O vencedor da eleição deste domingo (19), economista adepto do ultraliberalismo, enfrentará desafios para aprovar propostas mais radicais no Congresso e precisará agir com cautela para evitar agravar a crise.

O recém-eleito presidente, Javier Milei, terá que enfrentar uma séria crise econômica na Argentina. O país está passando por uma série de problemas que incluem uma inflação extremamente alta, desvalorização da moeda nacional, falta de reservas em dólar, endividamento e aumento da pobreza.

Para lidar com esses desafios, o economista ultraliberal propôs durante a campanha medidas radicais, como a dolarização da economia e a extinção do Banco Central. No entanto, no discurso de vitória, ele não mencionou essas medidas, mas enfatizou a necessidade de ações drásticas e sem gradualismos para enfrentar a crise.

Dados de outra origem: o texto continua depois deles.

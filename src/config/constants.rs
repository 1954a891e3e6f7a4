use std::time::Duration;

// every outbound call carries an explicit timeout
pub const RPC_CALL_TIMEOUT: Duration = Duration::from_secs(5);
pub const BROADCAST_TIMEOUT: Duration = Duration::from_secs(10);
pub const METADATA_REST_TIMEOUT: Duration = Duration::from_secs(3);
pub const SIGNER_TIMEOUT: Duration = Duration::from_secs(5);
pub const AMM_QUOTE_TIMEOUT: Duration = Duration::from_secs(5);

pub const PUBLIC_RPC_FALLBACK: &str = "https://api.mainnet-beta.solana.com";

// trade locks
pub const TRADE_LOCK_TTL_SECONDS: i64 = 60;

// slippage bounds: [0.1%, 50%]
pub const SLIPPAGE_MIN_BPS: i32 = 10;
pub const SLIPPAGE_MAX_BPS: i32 = 5_000;

// confirmation polling
pub const CONFIRMATION_TIMEOUT: Duration = Duration::from_secs(60);
pub const CONFIRMATION_POLL_INTERVAL: Duration = Duration::from_millis(500);

// tx fetch after a logsNotification: the node may not have indexed it yet
pub const TX_FETCH_RETRIES: u32 = 3;
pub const TX_FETCH_BACKOFF: Duration = Duration::from_millis(500);

// websocket hygiene
pub const WS_HEARTBEAT_INTERVAL: Duration = Duration::from_secs(30);
pub const WS_MAX_MISSED_HEARTBEATS: u32 = 2;
pub const WS_RECONNECT_BASE_DELAY: Duration = Duration::from_secs(3);
pub const WS_RECONNECT_MAX_ATTEMPTS: u32 = 10;
pub const WS_RECONNECT_COOLDOWN: Duration = Duration::from_secs(60);

// inbound signature dedup LRU
pub const SIGNATURE_DEDUP_CAPACITY: usize = 8_192;

// price cache (per-process, bounded)
pub const PRICE_CACHE_CAPACITY: usize = 1_000;
pub const PRICE_CACHE_TTL: Duration = Duration::from_secs(10);
pub const AMM_QUOTE_CACHE_TTL: Duration = Duration::from_secs(30);
pub const PRICE_CACHE_CLEANUP_INTERVAL: Duration = Duration::from_secs(60);

// honeypot heuristic: round-trip loss beyond this is fatal
pub const HONEYPOT_ROUND_TRIP_LOSS: f64 = 0.90;

// background cadences
pub const ENDPOINT_HEALTH_RESET_INTERVAL: Duration = Duration::from_secs(120);
pub const GRADUATION_POLL_INTERVAL_DEFAULT_MS: u64 = 10_000;
pub const TRIGGER_SWEEP_INTERVAL_DEFAULT_MS: u64 = 2_000;
pub const OPPORTUNITY_POLL_INTERVAL: Duration = Duration::from_millis(500);

// a position stuck in EXECUTING longer than this is reconciled at startup
pub const EXECUTING_STALE_AFTER_SECONDS: i64 = 120;

// outbox worker
pub const OUTBOX_CLAIM_BATCH: i64 = 20;
pub const OUTBOX_LEASE_SECONDS: i64 = 30;
pub const OUTBOX_POLL_INTERVAL: Duration = Duration::from_millis(1_000);

// event bus
pub const EVENT_CHANNEL_CAPACITY: usize = 1_024;

// launchpad token decimals (pump.fun and pump.pro mints are 6-decimal)
pub const LAUNCHPAD_TOKEN_DECIMALS: u8 = 6;
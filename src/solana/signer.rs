use crate::types::error::TradeError;
use async_trait::async_trait;
use base64::engine::general_purpose::STANDARD as BASE64;
use base64::Engine;
use serde_derive::{Deserialize, Serialize};
use solana_sdk::transaction::VersionedTransaction;
use std::time::Duration;
use tracing::debug;

/// Signs transactions on behalf of a user's active wallet. Private key
/// material never enters this process.
#[async_trait]
pub trait TransactionSigner: Send + Sync {
    /// Sign `tx` with the given wallet. The signer service enforces that the
    /// wallet belongs to the requesting scope.
    async fn sign(
        &self,
        wallet_pubkey: &str,
        tx: &VersionedTransaction,
    ) -> Result<VersionedTransaction, TradeError>;
}

#[derive(Debug, Serialize)]
struct SignRequest<'a> {
    wallet: &'a str,
    transaction: String,
}

#[derive(Debug, Deserialize)]
struct SignResponse {
    signed_transaction: String,
}

/// HTTP client for the external signer service.
#[derive(Debug, Clone)]
pub struct HttpSigner {
    http: reqwest::Client,
    endpoint: String,
}

impl HttpSigner {
    pub fn new(endpoint: String, timeout: Duration) -> Result<Self, TradeError> {
        let http = reqwest::Client::builder()
            .timeout(timeout)
            .build()
            .map_err(|e| TradeError::Signer(e.to_string()))?;
        Ok(Self { http, endpoint })
    }
}

#[async_trait]
impl TransactionSigner for HttpSigner {
    async fn sign(
        &self,
        wallet_pubkey: &str,
        tx: &VersionedTransaction,
    ) -> Result<VersionedTransaction, TradeError> {
        let serialized =
            bincode::serialize(tx).map_err(|e| TradeError::Signer(format!("serialize: {e}")))?;
        let request = SignRequest {
            wallet: wallet_pubkey,
            transaction: BASE64.encode(serialized),
        };
        let response = self
            .http
            .post(format!("{}/sign", self.endpoint.trim_end_matches('/')))
            .json(&request)
            .send()
            .await
            .map_err(|e| TradeError::Signer(e.to_string()))?;
        if !response.status().is_success() {
            return Err(TradeError::Signer(format!(
                "signer returned {}",
                response.status()
            )));
        }
        let body: SignResponse = response
            .json()
            .await
            .map_err(|e| TradeError::Signer(format!("bad signer response: {e}")))?;
        let bytes = BASE64
            .decode(&body.signed_transaction)
            .map_err(|e| TradeError::Signer(format!("bad base64 from signer: {e}")))?;
        let signed: VersionedTransaction = bincode::deserialize(&bytes)
            .map_err(|e| TradeError::Signer(format!("bad transaction from signer: {e}")))?;
        debug!(wallet = %wallet_pubkey, "transaction signed");
        Ok(signed)
    }
}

De acordo com especialistas ouvidos pelo g1, as propostas de Milei podem enfrentar obstáculos para serem implementadas devido à falta de apoio no Congresso argentino.

O mercado está preocupado com os planos de fechar o Banco Central e dolarizar a economia, como evidenciado pela reação negativa dos investidores quando Milei foi o candidato mais votado nas primárias de agosto. Como hoje é feriado na Argentina, os impactos da eleição de Milei só devem ser sentidos na terça-feira.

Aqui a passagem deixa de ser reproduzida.